In the SPK-RPE65 study, the primary endpoint involved assessing the patients’ performance in “navigating a mobility course under a variety of light levels ranging from one lux (equivalent to a moonless summer night) to 400 lux (a brightly lit office)”. Each attempt was recorded and, to ensure masking of treated subjects from controls, videos of the patients’ navigation attempts over a series of time points were sent to independent, centralized, masked graders who were tasked with assigning “a pass/fail score based on speed and accuracy with which the subjects navigated the course”. According to the trial results released by the company, the trial met its primary endpoint (p = 0.001). No serious adverse events were found and no deleterious immune responses were detected in any of the trial subjects. Secondary endpoints that were successfully met included full-field light sensitivity threshold testing (p < 0.001) and a mobility test change score for the first injected eye (p = 0.001). The last secondary end-point was visual acuity tested by a standard eye chart which did not show statistically significant evidence of benefit (p = 0.17).
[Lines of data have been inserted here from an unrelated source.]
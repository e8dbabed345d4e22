//! Key-Value Backend Port
//!
//! The external collaborator that actually holds the items. The contract is
//! deliberately minimal: a full-item put and a point get by partition key.

use crate::error::Result;
use crate::value_objects::Item;
use async_trait::async_trait;

/// Key-value backend interface
///
/// # Implementations
///
/// - **InMemory**: process-local table map for tests and development
/// - **Redis**: items stored as JSON documents under `table:key`
///
/// Implementations report failures as
/// [`Error::BackendUnavailable`](crate::error::Error::BackendUnavailable)
/// and never retry on their own.
#[async_trait]
pub trait KeyValueBackend: Send + Sync + std::fmt::Debug {
    /// Store `item` under `key`, replacing any existing item
    async fn put_item(&self, table: &str, key: &str, item: Item) -> Result<()>;

    /// Fetch the item stored under `key`, `None` when absent
    async fn get_item(&self, table: &str, key: &str) -> Result<Option<Item>>;

    /// Get the name/identifier of this backend implementation
    fn provider_name(&self) -> &str;
}
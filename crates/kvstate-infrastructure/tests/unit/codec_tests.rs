//! Record codec and type registry tests

use crate::support::{Account, account, registry, unencodable_ledger};
use kvstate_domain::error::Error;
use kvstate_domain::value_objects::{Record, Snapshot, StateMessage, StateValue};
use kvstate_infrastructure::codec::{RecordCodec, TypeRegistry};
use serde::{Deserialize, Serialize};
use std::sync::Arc;

#[derive(Debug, Clone, PartialEq, Serialize, Deserialize)]
struct Cart {
    items: Vec<String>,
}

impl StateMessage for Cart {
    const TYPE_TAG: &'static str = "shop.Cart";
}

fn codec() -> RecordCodec {
    RecordCodec::new(Arc::new(registry()))
}

fn record(type_tag: &str, payload: &[u8]) -> Record {
    Record {
        persistence_id: "account_1".to_string(),
        version: 1,
        payload: payload.to_vec(),
        type_tag: type_tag.to_string(),
        timestamp: 42,
        shard: 0,
    }
}

#[test]
fn test_encode_then_decode_preserves_snapshot() {
    let codec = codec();
    let snapshot = Snapshot::new("account_1", account(250))
        .with_version(7)
        .with_timestamp(1_700_000_000_000_000_000)
        .with_shard(3);

    let record = codec.encode(&snapshot).unwrap();
    assert_eq!(record.type_tag, Account::TYPE_TAG);
    assert_eq!(record.version, 7);
    assert_eq!(record.shard, 3);

    let decoded = codec.decode(&record).unwrap();
    assert_eq!(decoded, snapshot);
    assert_eq!(decoded.state.unpack::<Account>().unwrap(), account(250));
}

#[test]
fn test_encode_rejects_empty_identifier() {
    let snapshot = Snapshot::new("  ", account(1));
    let err = codec().encode(&snapshot).unwrap_err();
    assert!(matches!(err, Error::InvalidArgument { .. }), "got {err:?}");
}

#[test]
fn test_decode_unregistered_type_fails() {
    let err = codec()
        .decode(&record("shop.Cart", br#"{"items":[]}"#))
        .unwrap_err();
    match err {
        Error::UnknownType {
            type_tag,
            persistence_id,
        } => {
            assert_eq!(type_tag, "shop.Cart");
            assert_eq!(persistence_id.as_deref(), Some("account_1"));
        }
        other => panic!("Expected UnknownType, got {other:?}"),
    }
}

#[test]
fn test_decode_empty_payload_fails() {
    let err = codec().decode(&record(Account::TYPE_TAG, b"")).unwrap_err();
    assert!(matches!(err, Error::Decode { .. }), "got {err:?}");
}

#[test]
fn test_decode_garbage_payload_fails() {
    let err = codec()
        .decode(&record(Account::TYPE_TAG, b"{\"owner\": 5}"))
        .unwrap_err();
    assert!(matches!(err, Error::Decode { .. }), "got {err:?}");
}

#[test]
fn test_decoder_producing_wrong_type_is_rejected() {
    let mut registry = TypeRegistry::new();
    registry.register_decoder(Account::TYPE_TAG, StateValue::decode::<Cart>);

    let err = registry
        .decode(Account::TYPE_TAG, br#"{"items":["a"]}"#)
        .unwrap_err();
    match err {
        Error::Unpack { expected, actual, .. } => {
            assert_eq!(expected, Account::TYPE_TAG);
            assert_eq!(actual, Cart::TYPE_TAG);
        }
        other => panic!("Expected Unpack, got {other:?}"),
    }
}

#[test]
fn test_registry_lists_sorted_tags() {
    let registry = TypeRegistry::new().with::<Cart>().with::<Account>();
    assert_eq!(registry.len(), 2);
    assert!(registry.contains("shop.Cart"));
    assert!(!registry.contains("shop.Order"));
    assert_eq!(registry.type_tags(), vec!["bank.Account", "shop.Cart"]);
}

#[test]
fn test_unpack_to_other_type_fails() {
    let snapshot = codec()
        .decode(&record(Account::TYPE_TAG, br#"{"owner":"bob","balance":3}"#))
        .unwrap();
    assert!(snapshot.state.is::<Account>());
    assert!(matches!(
        snapshot.state.unpack::<Cart>(),
        Err(Error::Unpack { .. })
    ));
}

#[test]
fn test_unregistered_manifest_with_empty_payload_is_unknown_type() {
    let err = codec().decode(&record("manifest", b"")).unwrap_err();
    assert!(matches!(err, Error::UnknownType { .. }), "got {err:?}");
}

#[test]
fn test_codec_errors_name_the_identifier() {
    let err = codec()
        .decode(&record(Account::TYPE_TAG, b"{\"owner\": 5}"))
        .unwrap_err();
    assert!(err.to_string().contains("'account_1'"), "got {err}");

    let err = codec()
        .encode(&Snapshot::new("ledger_1", unencodable_ledger()))
        .unwrap_err();
    match &err {
        Error::Serialization { persistence_id, .. } => {
            assert_eq!(persistence_id.as_deref(), Some("ledger_1"));
        }
        other => panic!("Expected Serialization, got {other:?}"),
    }
    assert!(err.to_string().contains("'ledger_1'"), "got {err}");
}
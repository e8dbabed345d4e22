//! Logging helper tests

use kvstate_infrastructure::logging::parse_log_level;
use tracing::Level;

#[test]
fn test_parse_log_level() {
    assert_eq!(parse_log_level("trace").unwrap(), Level::TRACE);
    assert_eq!(parse_log_level("DEBUG").unwrap(), Level::DEBUG);
    assert_eq!(parse_log_level("info").unwrap(), Level::INFO);
    assert_eq!(parse_log_level("warning").unwrap(), Level::WARN);
    assert_eq!(parse_log_level("error").unwrap(), Level::ERROR);
}

#[test]
fn test_parse_log_level_rejects_unknown() {
    assert!(parse_log_level("verbose").is_err());
}
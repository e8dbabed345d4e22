//! Configuration loader
//!
//! Sources are merged in this order, later ones overriding earlier ones:
//!
//! 1. `StoreConfig::default()`
//! 2. TOML file (explicit path, or `kvstate.toml` in the working directory)
//! 3. Environment variables `KVSTATE__<SECTION>__<KEY>`, e.g.
//!    `KVSTATE__COALESCING__QUEUE_CAPACITY=500`

use crate::config::{BackendProvider, CoalescingStrategy, FullQueuePolicy, StoreConfig};
use crate::constants::{CONFIG_ENV_PREFIX, CONFIG_ENV_SEPARATOR, DEFAULT_CONFIG_FILENAME};
use crate::error_ext::ErrorContext;
use crate::logging::{log_config_loaded, parse_log_level};
use figment::Figment;
use figment::providers::{Env, Format, Serialized, Toml};
use kvstate_domain::error::{Error, Result};
use std::env;
use std::path::{Path, PathBuf};

/// Configuration loader service
#[derive(Debug, Clone)]
pub struct ConfigLoader {
    /// Configuration file path
    config_path: Option<PathBuf>,

    /// Environment prefix
    env_prefix: String,
}

impl Default for ConfigLoader {
    fn default() -> Self {
        Self::new()
    }
}

impl ConfigLoader {
    /// Create a new configuration loader with default settings
    pub fn new() -> Self {
        Self {
            config_path: None,
            env_prefix: CONFIG_ENV_PREFIX.to_string(),
        }
    }

    /// Set the configuration file path
    pub fn with_config_path<P: AsRef<Path>>(mut self, path: P) -> Self {
        self.config_path = Some(path.as_ref().to_path_buf());
        self
    }

    /// Set the environment variable prefix
    pub fn with_env_prefix<S: Into<String>>(mut self, prefix: S) -> Self {
        self.env_prefix = prefix.into();
        self
    }

    /// Get the configured file path
    pub fn config_path(&self) -> Option<&Path> {
        self.config_path.as_deref()
    }

    /// Load and validate configuration from all sources
    pub fn load(&self) -> Result<StoreConfig> {
        let mut figment = Figment::new().merge(Serialized::defaults(StoreConfig::default()));

        let path = self
            .config_path
            .clone()
            .or_else(Self::find_default_config_path);
        if let Some(path) = path {
            if path.exists() {
                figment = figment.merge(Toml::file(&path));
                log_config_loaded(&path, true);
            } else {
                log_config_loaded(&path, false);
            }
        }

        let prefix = format!("{}{CONFIG_ENV_SEPARATOR}", self.env_prefix);
        figment = figment.merge(Env::prefixed(&prefix).split(CONFIG_ENV_SEPARATOR));

        let config: StoreConfig = figment
            .extract()
            .config_context("Failed to extract configuration")?;

        validate_store_config(&config)?;
        Ok(config)
    }

    /// Save configuration to a TOML file
    pub fn save_to_file<P: AsRef<Path>>(&self, config: &StoreConfig, path: P) -> Result<()> {
        let toml_string = toml::to_string_pretty(config)
            .config_context("Failed to serialize config to TOML")?;

        std::fs::write(path.as_ref(), toml_string).config_context("Failed to write config file")?;

        Ok(())
    }

    fn find_default_config_path() -> Option<PathBuf> {
        let candidate = env::current_dir().ok()?.join(DEFAULT_CONFIG_FILENAME);
        candidate.exists().then_some(candidate)
    }
}

/// Validate a store configuration
pub fn validate_store_config(config: &StoreConfig) -> Result<()> {
    if config.table_name.trim().is_empty() {
        return Err(Error::configuration("Table name cannot be empty"));
    }
    validate_backend_config(config)?;
    validate_coalescing_config(config)?;
    parse_log_level(&config.logging.level)?;
    Ok(())
}

fn validate_backend_config(config: &StoreConfig) -> Result<()> {
    if config.backend.provider == BackendProvider::Redis && config.backend.redis_url.is_empty() {
        return Err(Error::configuration(
            "Redis URL is required when the redis backend is selected",
        ));
    }
    Ok(())
}

fn validate_coalescing_config(config: &StoreConfig) -> Result<()> {
    let coalescing = &config.coalescing;
    match coalescing.strategy {
        CoalescingStrategy::Batched => {
            if coalescing.queue_capacity == 0 {
                return Err(Error::configuration("Queue capacity cannot be 0"));
            }
            if coalescing.flush_interval_ms == 0 {
                return Err(Error::configuration("Flush interval cannot be 0"));
            }
            if coalescing.full_queue_policy == FullQueuePolicy::Block
                && coalescing.enqueue_timeout_ms == 0
            {
                return Err(Error::configuration(
                    "Enqueue timeout cannot be 0 with the block policy",
                ));
            }
        }
        CoalescingStrategy::Debounce => {
            if coalescing.debounce_window_ms == 0 {
                return Err(Error::configuration("Debounce window cannot be 0"));
            }
        }
    }
    Ok(())
}
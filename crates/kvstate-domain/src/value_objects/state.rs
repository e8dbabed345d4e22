//! Typed State Payloads
//!
//! A snapshot's state is a tagged union over every message type the host
//! registered. [`StateMessage`] marks a concrete payload type and names its
//! type tag; [`StateValue`] is the type-erased union value that travels
//! through the store and can be unpacked back into the concrete type.
//!
//! Payload bytes are JSON produced by `serde_json`.

use crate::error::{Error, Result};
use serde::Serialize;
use serde::de::DeserializeOwned;
use std::any::Any;
use std::fmt;
use std::sync::Arc;

/// A concrete state payload type that can be persisted
///
/// # Example
///
/// ```rust
/// use kvstate_domain::value_objects::{StateMessage, StateValue};
/// use serde::{Deserialize, Serialize};
///
/// #[derive(Debug, Clone, PartialEq, Serialize, Deserialize)]
/// struct Account {
///     balance: i64,
/// }
///
/// impl StateMessage for Account {
///     const TYPE_TAG: &'static str = "bank.Account";
/// }
///
/// let value = StateValue::pack(Account { balance: 10 });
/// assert_eq!(value.type_tag(), "bank.Account");
/// assert_eq!(value.unpack::<Account>().unwrap().balance, 10);
/// ```
pub trait StateMessage:
    Serialize + DeserializeOwned + Clone + PartialEq + fmt::Debug + Send + Sync + 'static
{
    /// Globally unique, fully-qualified name of the payload type
    const TYPE_TAG: &'static str;
}

pub(crate) trait ErasedState: Send + Sync + fmt::Debug {
    fn type_tag(&self) -> &'static str;
    fn to_bytes(&self) -> Result<Vec<u8>>;
    fn as_any(&self) -> &dyn Any;
    fn eq_erased(&self, other: &dyn ErasedState) -> bool;
}

impl<T: StateMessage> ErasedState for T {
    fn type_tag(&self) -> &'static str {
        T::TYPE_TAG
    }

    fn to_bytes(&self) -> Result<Vec<u8>> {
        serde_json::to_vec(self).map_err(|e| Error::serialization(T::TYPE_TAG, e))
    }

    fn as_any(&self) -> &dyn Any {
        self
    }

    fn eq_erased(&self, other: &dyn ErasedState) -> bool {
        other
            .as_any()
            .downcast_ref::<T>()
            .is_some_and(|other| other == self)
    }
}

/// Type-erased state value
///
/// Cheap to clone; the payload is shared behind an `Arc`. Two values are
/// equal when they hold the same concrete type with equal contents.
#[derive(Clone)]
pub struct StateValue {
    inner: Arc<dyn ErasedState>,
}

impl StateValue {
    /// Wrap a concrete message
    pub fn pack<T: StateMessage>(message: T) -> Self {
        Self {
            inner: Arc::new(message),
        }
    }

    /// Decode JSON payload bytes as `T` and wrap the result
    pub fn decode<T: StateMessage>(bytes: &[u8]) -> Result<Self> {
        let message: T = serde_json::from_slice(bytes).map_err(|e| Error::decode(T::TYPE_TAG, e))?;
        Ok(Self::pack(message))
    }

    /// Type tag of the held message
    pub fn type_tag(&self) -> &str {
        self.inner.type_tag()
    }

    /// Serialize the held message to payload bytes
    pub fn encode(&self) -> Result<Vec<u8>> {
        self.inner.to_bytes()
    }

    /// Whether the held message is a `T`
    pub fn is<T: StateMessage>(&self) -> bool {
        self.inner.as_any().is::<T>()
    }

    /// Borrow the held message as `T`
    pub fn downcast_ref<T: StateMessage>(&self) -> Option<&T> {
        self.inner.as_any().downcast_ref::<T>()
    }

    /// Extract a copy of the held message as `T`
    pub fn unpack<T: StateMessage>(&self) -> Result<T> {
        self.downcast_ref::<T>()
            .cloned()
            .ok_or_else(|| Error::unpack(T::TYPE_TAG, self.type_tag()))
    }
}

impl PartialEq for StateValue {
    fn eq(&self, other: &Self) -> bool {
        self.inner.eq_erased(other.inner.as_ref())
    }
}

impl fmt::Debug for StateValue {
    fn fmt(&self, f: &mut fmt::Formatter<'_>) -> fmt::Result {
        f.debug_struct("StateValue")
            .field("type_tag", &self.type_tag())
            .field("value", &self.inner)
            .finish()
    }
}
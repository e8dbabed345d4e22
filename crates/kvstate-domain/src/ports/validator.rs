//! Snapshot Validation Port
//!
//! Optional hook run before a record overwrites the stored one.

use crate::error::Result;
use crate::value_objects::Record;

/// Pre-write validation hook
///
/// When a validator is configured the writer reads the stored record first
/// and passes it here together with the record about to be written.
pub trait SnapshotValidator: Send + Sync + std::fmt::Debug {
    /// Accept or reject `incoming` given the currently stored record
    fn validate(&self, stored: Option<&Record>, incoming: &Record) -> Result<()>;

    /// Short name used in logs
    fn name(&self) -> &str;
}
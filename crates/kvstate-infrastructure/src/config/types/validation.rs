//! Validation configuration types

use serde::{Deserialize, Serialize};

/// Pre-write validation configuration
#[derive(Debug, Clone, Default, PartialEq, Eq, Serialize, Deserialize)]
#[serde(default)]
pub struct ValidationConfig {
    /// Reject writes whose version is lower than the stored one
    pub monotonic_version: bool,
}
//! Debounce coalescer tests

use crate::support::{FlakyBackend, account, persister, stored};
use kvstate_domain::error::Error;
use kvstate_domain::ports::WriteCoalescer;
use kvstate_domain::value_objects::{LifecycleState, Snapshot};
use kvstate_infrastructure::coalescer::DebounceCoalescer;
use std::sync::Arc;
use std::time::Duration;

fn snapshot(version: u64) -> Snapshot {
    Snapshot::new("account_1", account(i64::try_from(version).unwrap())).with_version(version)
}

fn coalescer(backend: &Arc<FlakyBackend>) -> DebounceCoalescer {
    DebounceCoalescer::new(persister(Arc::clone(backend)))
}

#[tokio::test(start_paused = true)]
async fn test_writes_inside_window_are_suppressed() {
    let backend = FlakyBackend::new_shared();
    let coalescer = coalescer(&backend);
    assert_eq!(coalescer.window(), Duration::from_secs(10));

    coalescer.submit(snapshot(1)).await.unwrap();
    coalescer.submit(snapshot(2)).await.unwrap();
    tokio::time::sleep(Duration::from_secs(9)).await;
    coalescer.submit(snapshot(3)).await.unwrap();

    assert_eq!(backend.puts_for("account_1"), 1);
    assert_eq!(stored(&backend, "account_1").await.unwrap().version, 1);

    tokio::time::sleep(Duration::from_secs(1)).await;
    coalescer.submit(snapshot(4)).await.unwrap();

    assert_eq!(backend.puts_for("account_1"), 2);
    assert_eq!(stored(&backend, "account_1").await.unwrap().version, 4);

    let stats = coalescer.stats();
    assert_eq!(stats.accepted, 4);
    assert_eq!(stats.suppressed, 2);
    assert_eq!(stats.flushed, 2);
    assert_eq!(stats.pending, 0);
}

#[tokio::test(start_paused = true)]
async fn test_identifiers_are_debounced_independently() {
    let backend = FlakyBackend::new_shared();
    let coalescer = coalescer(&backend);

    coalescer.submit(snapshot(1)).await.unwrap();
    coalescer
        .submit(Snapshot::new("account_2", account(5)))
        .await
        .unwrap();

    assert_eq!(backend.puts_for("account_1"), 1);
    assert_eq!(backend.puts_for("account_2"), 1);
}

#[tokio::test(start_paused = true)]
async fn test_shutdown_disables_debounce() {
    let backend = FlakyBackend::new_shared();
    let coalescer = coalescer(&backend);

    coalescer.submit(snapshot(1)).await.unwrap();
    coalescer.shutdown().await.unwrap();
    coalescer.submit(snapshot(2)).await.unwrap();
    coalescer.shutdown().await.unwrap();

    assert_eq!(coalescer.lifecycle_state(), LifecycleState::Draining);
    assert_eq!(backend.puts_for("account_1"), 2);
    assert_eq!(stored(&backend, "account_1").await.unwrap().version, 2);
}

#[tokio::test(start_paused = true)]
async fn test_failed_write_does_not_open_window() {
    let backend = FlakyBackend::new_shared();
    let coalescer = coalescer(&backend);
    backend.fail_next_puts("account_1", 1);

    let err = coalescer.submit(snapshot(1)).await.unwrap_err();
    assert!(matches!(err, Error::BackendUnavailable { .. }), "got {err:?}");

    coalescer.submit(snapshot(2)).await.unwrap();
    assert_eq!(backend.puts_for("account_1"), 1);
    assert_eq!(stored(&backend, "account_1").await.unwrap().version, 2);
    assert_eq!(coalescer.stats().failed, 1);
}

#[tokio::test]
async fn test_concurrent_submits_write_once() {
    let backend = FlakyBackend::new_shared();
    let coalescer = Arc::new(coalescer(&backend));

    let tasks: Vec<_> = (1..=8)
        .map(|version| {
            let coalescer = Arc::clone(&coalescer);
            tokio::spawn(async move { coalescer.submit(snapshot(version)).await })
        })
        .collect();
    for task in tasks {
        task.await.unwrap().unwrap();
    }

    assert_eq!(backend.puts_for("account_1"), 1);
    assert_eq!(coalescer.stats().suppressed, 7);
}

#[tokio::test(start_paused = true)]
async fn test_expired_claims_are_evicted() {
    let backend = FlakyBackend::new_shared();
    let coalescer = coalescer(&backend);

    for id in ["a", "b"] {
        coalescer.submit(Snapshot::new(id, account(1))).await.unwrap();
    }
    assert_eq!(coalescer.tracked(), 2);

    tokio::time::sleep(Duration::from_secs(10)).await;
    coalescer.submit(Snapshot::new("c", account(1))).await.unwrap();
    assert_eq!(coalescer.tracked(), 1);

    coalescer.submit(Snapshot::new("a", account(2))).await.unwrap();
    assert_eq!(backend.puts_for("a"), 2);
    assert_eq!(coalescer.tracked(), 2);
}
While these are the first results, they represent a significant milestone in the field of gene therapy, marking the culmination of an enormous amount of time and effort invested by countless individuals across several decades of academic, commercial and government research. Peer review analysis of the results will be the next step and it is hoped that the company will make all participant level data available freely to independent reviewers, representing a gold-standard mechanism for advancing the scientific field in the best interests of patients, clinicians, industry and academe.